I have an error executing a PSObject payload (ASP.NET Core Runtime 2.1.23). Does it means I have to bypass loadFromRemoteSources restrictions on the target too?

ysoserial.exe -f BinaryFormatter -g PSObject -o base64 -c "ping 10.0.0.1" -t

Unhandled Exception: System.NotSupportedException: An attempt was made to load an assembly from a network location which would have caused the assembly to be sandboxed in previous versions of the .NET Framework. This release of the .NET Framework does not enable CAS policy by default, so this load may be dangerous. If this load is not intended to sandbox the assembly, please enable the loadFromRemoteSources switch. See http://go.microsoft.com/fwlink/?LinkId=155569 for more information.
at System.Reflection.RuntimeAssembly.nLoadFile(String path, Evidence evidence)
at System.Reflection.Assembly.LoadFile(String path)
at ysoserial.Generators.PSObjectGenerator.Generate(String formatter, InputArgs inputArgs) in D:\a\ysoserial.net\ysoserial.net\ysoserial\Generators\PSObjectGenerator.cs:line 67
at ysoserial.Generators.GenericGenerator.GenerateWithInit(String formatter, InputArgs inputArgs) in D:\a\ysoserial.net\ysoserial.net\ysoserial\Generators\GenericGenerator.cs:line 68
at ysoserial.Program.Main(String[] args) in D:\a\ysoserial.net\ysoserial.net\ysoserial\Program.cs:line 197

[gogo2464]

In order to solve it do:

-open powershell
-send "[environment]::Version"

and read the version of .net.

-Now with the version of .net, if you are on 32 bits machine go to %windir%\Microsoft.NET\Framework\[version]\config\machine.config
Else if you are on 64 bits go to %windir%\Microsoft.NET\Framework64\[version]\config\machine.config.

-Then edit the file machine.config in order to get something with <loadFromRemoteSources enabled="true"/> like

<configuration>  
   <runtime>  
      <loadFromRemoteSources enabled="true"/>  
   </runtime>  
</configuration>  

Then it should works.

Sources:

-https://stackoverflow.com/questions/2325473/where-is-machine-config/2325492#2325492
-https://docs.microsoft.com/fr-fr/dotnet/framework/configure-apps/file-schema/runtime/loadfromremotesources-element
-https://stackoverflow.com/questions/1565434/how-do-i-find-the-net-version
-https://askcodez.com/impossible-de-charger-lassembly-a-partir-de-lemplacement-reseau.html

As you can see it was a mitigation and you need that the target system disable this mitigation. No idea if it is bypassable.

[gogo2464]

@chmod750 after a long long reading I think it is a bug that lead to block on c# sandbox.

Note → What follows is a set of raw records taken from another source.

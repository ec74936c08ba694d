use std::time::Duration;

use chrono::{DateTime, Utc};
use futures_util::TryStreamExt;
use log::{debug, info};
use mongodb::{
    bson::{doc, from_document, oid::ObjectId, to_bson, DateTime as BsonDateTime, Document},
    error::{ErrorKind, WriteFailure},
    options::{ClientOptions, IndexOptions, ReturnDocument},
    Client, Collection, Database, IndexModel,
};

use super::{RepoFuture, RepoResult, Repository, RepositoryError};
use crate::models::{Comment, Task, TaskPatch, TaskStats, User};
use crate::query::{ListPlan, TaskFilter};

const DUPLICATE_KEY: i32 = 11000;

pub struct MongoRepository {
    pub client: Client,
    pub db: Database,
}

impl MongoRepository {
    pub async fn init(uri: &str, db_name: &str) -> RepoResult<Self> {
        let client_options = ClientOptions::parse(uri).await?;
        let client = Client::with_options(client_options)?;
        let db = client.database(db_name);
        let repo = MongoRepository { client, db };
        repo.ensure_indexes().await?;
        info!("Connected to MongoDB database `{}`", db_name);
        Ok(repo)
    }

    async fn ensure_indexes(&self) -> RepoResult<()> {
        self.tasks()
            .create_indexes(vec![
                IndexModel::builder().keys(doc! { "assignedTo": 1, "status": 1 }).build(),
                IndexModel::builder().keys(doc! { "dueDate": 1 }).build(),
                IndexModel::builder().keys(doc! { "createdBy": 1 }).build(),
            ])
            .await?;
        self.users()
            .create_index(
                IndexModel::builder()
                    .keys(doc! { "email": 1 })
                    .options(IndexOptions::builder().unique(true).build())
                    .build(),
            )
            .await?;
        self.revoked_tokens()
            .create_index(
                IndexModel::builder()
                    .keys(doc! { "expiresAt": 1 })
                    .options(IndexOptions::builder().expire_after(Duration::from_secs(0)).build())
                    .build(),
            )
            .await?;
        debug!("MongoDB indexes ensured");
        Ok(())
    }

    fn tasks(&self) -> Collection<Task> {
        self.db.collection("tasks")
    }

    fn users(&self) -> Collection<User> {
        self.db.collection("users")
    }

    fn revoked_tokens(&self) -> Collection<Document> {
        self.db.collection("revoked_tokens")
    }
}

/// Maps a unique index violation on `field` to [`RepositoryError::Duplicate`].
fn unique_violation(err: mongodb::error::Error, field: &'static str) -> RepositoryError {
    match err.kind.as_ref() {
        ErrorKind::Write(WriteFailure::WriteError(write)) if write.code == DUPLICATE_KEY => {
            RepositoryError::Duplicate(field)
        }
        _ => RepositoryError::Database(err),
    }
}

/// `$set` body for a full task update: only the supplied fields plus `updatedAt`.
fn patch_document(patch: &TaskPatch) -> Document {
    let mut set = doc! { "updatedAt": patch.updated_at };
    if let Some(title) = &patch.title {
        set.insert("title", title.as_str());
    }
    if let Some(description) = &patch.description {
        set.insert("description", description.as_str());
    }
    if let Some(status) = patch.status {
        set.insert("status", status.as_str());
    }
    if let Some(priority) = patch.priority {
        set.insert("priority", priority.as_str());
    }
    if let Some(category) = &patch.category {
        set.insert("category", category.as_str());
    }
    if let Some(due_date) = patch.due_date {
        set.insert("dueDate", due_date);
    }
    if let Some(assigned_to) = patch.assigned_to {
        set.insert("assignedTo", assigned_to);
    }
    if let Some(tags) = &patch.tags {
        set.insert("tags", tags.clone());
    }
    if let Some(hours) = patch.estimated_hours {
        set.insert("estimatedHours", hours);
    }
    if let Some(hours) = patch.actual_hours {
        set.insert("actualHours", hours);
    }
    set
}

impl Repository for MongoRepository {
    fn ping(&self) -> RepoFuture<'_, ()> {
        Box::pin(async move {
            self.db.run_command(doc! { "ping": 1 }).await?;
            Ok(())
        })
    }

    fn insert_task<'a>(&'a self, task: &'a Task) -> RepoFuture<'a, ()> {
        Box::pin(async move {
            self.tasks().insert_one(task).await?;
            Ok(())
        })
    }

    fn find_task(&self, id: ObjectId) -> RepoFuture<'_, Option<Task>> {
        Box::pin(async move { Ok(self.tasks().find_one(doc! { "_id": id }).await?) })
    }

    fn find_tasks<'a>(&'a self, plan: &'a ListPlan) -> RepoFuture<'a, Vec<Task>> {
        Box::pin(async move {
            let collection = self.tasks();
            let mut find = collection
                .find(plan.filter.to_document())
                .sort(plan.sort.to_document())
                .skip(plan.skip);
            if let Some(limit) = plan.limit {
                find = find.limit(i64::try_from(limit).unwrap_or(i64::MAX));
            }
            let tasks: Vec<Task> = find.await?.try_collect().await?;
            Ok(tasks)
        })
    }

    fn count_tasks<'a>(&'a self, filter: &'a TaskFilter) -> RepoFuture<'a, u64> {
        Box::pin(async move { Ok(self.tasks().count_documents(filter.to_document()).await?) })
    }

    fn update_task<'a>(&'a self, id: ObjectId, patch: &'a TaskPatch) -> RepoFuture<'a, Option<Task>> {
        Box::pin(async move {
            let updated = self
                .tasks()
                .find_one_and_update(doc! { "_id": id }, doc! { "$set": patch_document(patch) })
                .return_document(ReturnDocument::After)
                .await?;
            Ok(updated)
        })
    }

    fn update_task_status<'a>(&'a self, task: &'a Task) -> RepoFuture<'a, bool> {
        Box::pin(async move {
            let update = match task.completed_at {
                Some(completed_at) => doc! {
                    "$set": {
                        "status": task.status.as_str(),
                        "completedAt": completed_at,
                        "updatedAt": task.updated_at,
                    }
                },
                None => doc! {
                    "$set": { "status": task.status.as_str(), "updatedAt": task.updated_at },
                    "$unset": { "completedAt": "" },
                },
            };
            let result = self.tasks().update_one(doc! { "_id": task.id }, update).await?;
            Ok(result.matched_count > 0)
        })
    }

    fn push_task_comment<'a>(
        &'a self,
        task_id: ObjectId,
        comment: &'a Comment,
        updated_at: BsonDateTime,
    ) -> RepoFuture<'a, bool> {
        Box::pin(async move {
            let update = doc! {
                "$push": { "comments": to_bson(comment)? },
                "$set": { "updatedAt": updated_at },
            };
            let result = self.tasks().update_one(doc! { "_id": task_id }, update).await?;
            Ok(result.matched_count > 0)
        })
    }

    fn delete_task(&self, id: ObjectId) -> RepoFuture<'_, bool> {
        Box::pin(async move {
            let result = self.tasks().delete_one(doc! { "_id": id }).await?;
            Ok(result.deleted_count > 0)
        })
    }

    fn task_stats<'a>(&'a self, filter: &'a TaskFilter, now: DateTime<Utc>) -> RepoFuture<'a, TaskStats> {
        Box::pin(async move {
            let now = BsonDateTime::from_millis(now.timestamp_millis());
            let count_if = |condition: Document| doc! { "$sum": { "$cond": [condition, 1, 0] } };
            let pipeline = vec![
                doc! { "$match": filter.to_document() },
                doc! {
                    "$group": {
                        "_id": null,
                        "total": { "$sum": 1 },
                        "todo": count_if(doc! { "$eq": ["$status", "todo"] }),
                        "inProgress": count_if(doc! { "$eq": ["$status", "in-progress"] }),
                        "completed": count_if(doc! { "$eq": ["$status", "completed"] }),
                        "highPriority": count_if(doc! { "$eq": ["$priority", "high"] }),
                        "overdue": count_if(doc! {
                            "$and": [
                                { "$lt": ["$dueDate", now] },
                                { "$ne": ["$status", "completed"] },
                            ]
                        }),
                    }
                },
            ];
            let mut cursor = self.tasks().aggregate(pipeline).await?;
            match cursor.try_next().await? {
                Some(group) => Ok(from_document(group)?),
                None => Ok(TaskStats::default()),
            }
        })
    }

    fn insert_user<'a>(&'a self, user: &'a User) -> RepoFuture<'a, ()> {
        Box::pin(async move {
            self.users()
                .insert_one(user)
                .await
                .map_err(|e| unique_violation(e, "email"))?;
            Ok(())
        })
    }

    fn find_user(&self, id: ObjectId) -> RepoFuture<'_, Option<User>> {
        Box::pin(async move { Ok(self.users().find_one(doc! { "_id": id }).await?) })
    }

    fn find_user_by_email<'a>(&'a self, email: &'a str) -> RepoFuture<'a, Option<User>> {
        Box::pin(async move { Ok(self.users().find_one(doc! { "email": email }).await?) })
    }

    fn find_users<'a>(&'a self, ids: &'a [ObjectId]) -> RepoFuture<'a, Vec<User>> {
        Box::pin(async move {
            let users: Vec<User> = self
                .users()
                .find(doc! { "_id": { "$in": ids.to_vec() } })
                .await?
                .try_collect()
                .await?;
            Ok(users)
        })
    }

    fn list_users(&self) -> RepoFuture<'_, Vec<User>> {
        Box::pin(async move {
            let users: Vec<User> = self
                .users()
                .find(doc! {})
                .sort(doc! { "createdAt": -1 })
                .await?
                .try_collect()
                .await?;
            Ok(users)
        })
    }

    fn replace_user<'a>(&'a self, user: &'a User) -> RepoFuture<'a, bool> {
        Box::pin(async move {
            let result = self
                .users()
                .replace_one(doc! { "_id": user.id }, user)
                .await
                .map_err(|e| unique_violation(e, "email"))?;
            Ok(result.matched_count > 0)
        })
    }

    fn record_login(&self, id: ObjectId, at: BsonDateTime) -> RepoFuture<'_, bool> {
        Box::pin(async move {
            let update = doc! { "$set": { "lastLogin": at, "updatedAt": at } };
            let result = self.users().update_one(doc! { "_id": id }, update).await?;
            Ok(result.matched_count > 0)
        })
    }

    fn delete_user(&self, id: ObjectId) -> RepoFuture<'_, bool> {
        Box::pin(async move {
            let result = self.users().delete_one(doc! { "_id": id }).await?;
            Ok(result.deleted_count > 0)
        })
    }

    fn revoke_token<'a>(&'a self, jti: &'a str, expires_at: BsonDateTime) -> RepoFuture<'a, ()> {
        Box::pin(async move {
            self.revoked_tokens()
                .insert_one(doc! { "jti": jti, "expiresAt": expires_at })
                .await?;
            Ok(())
        })
    }

    fn is_token_revoked<'a>(&'a self, jti: &'a str) -> RepoFuture<'a, bool> {
        Box::pin(async move { Ok(self.revoked_tokens().find_one(doc! { "jti": jti }).await?.is_some()) })
    }
}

Some generator bypass it some do not.

Sounds to be a bug. Not your mistake.

[irsdl]

I was just reading this to see how I can resolve it. I ran it and it worked for me without a bypass. I am running this on a Windows 11, I wonder what the test environment is when this error appears. This gadget relies on a patched issue and I think we are including a vulnerable DLL with the project for it so the tests would work. This means that even if there is an issue here, it would only affect the -t argument which is used for testing purposes. That said, I would like to see what we can do for it if this issue still exists.

[irsdl]

Just realised ASP.NET Core Runtime 2.1.23 was used to run it. I have never used anything other than .NET Framework and Mono to run ysoserial.net so it will be interesting to me to see if it even runs...

[gogo2464]

It worked for me on mono teh last year!! @irsdl could you provide more infos on your system please? I hope there is no regression!!!

[irsdl]

I only use a windows box with .net framework to generate the payloads which might not be ideal for automation. I will try to see if I can make it in a linux container with mono. If you have already done it, please share the details so it can speed things up.
For this particular gadget, I don't think we should spend too much time as the dll import is only used with the -t argument to test it. In automation or attacks, we are not going to use it.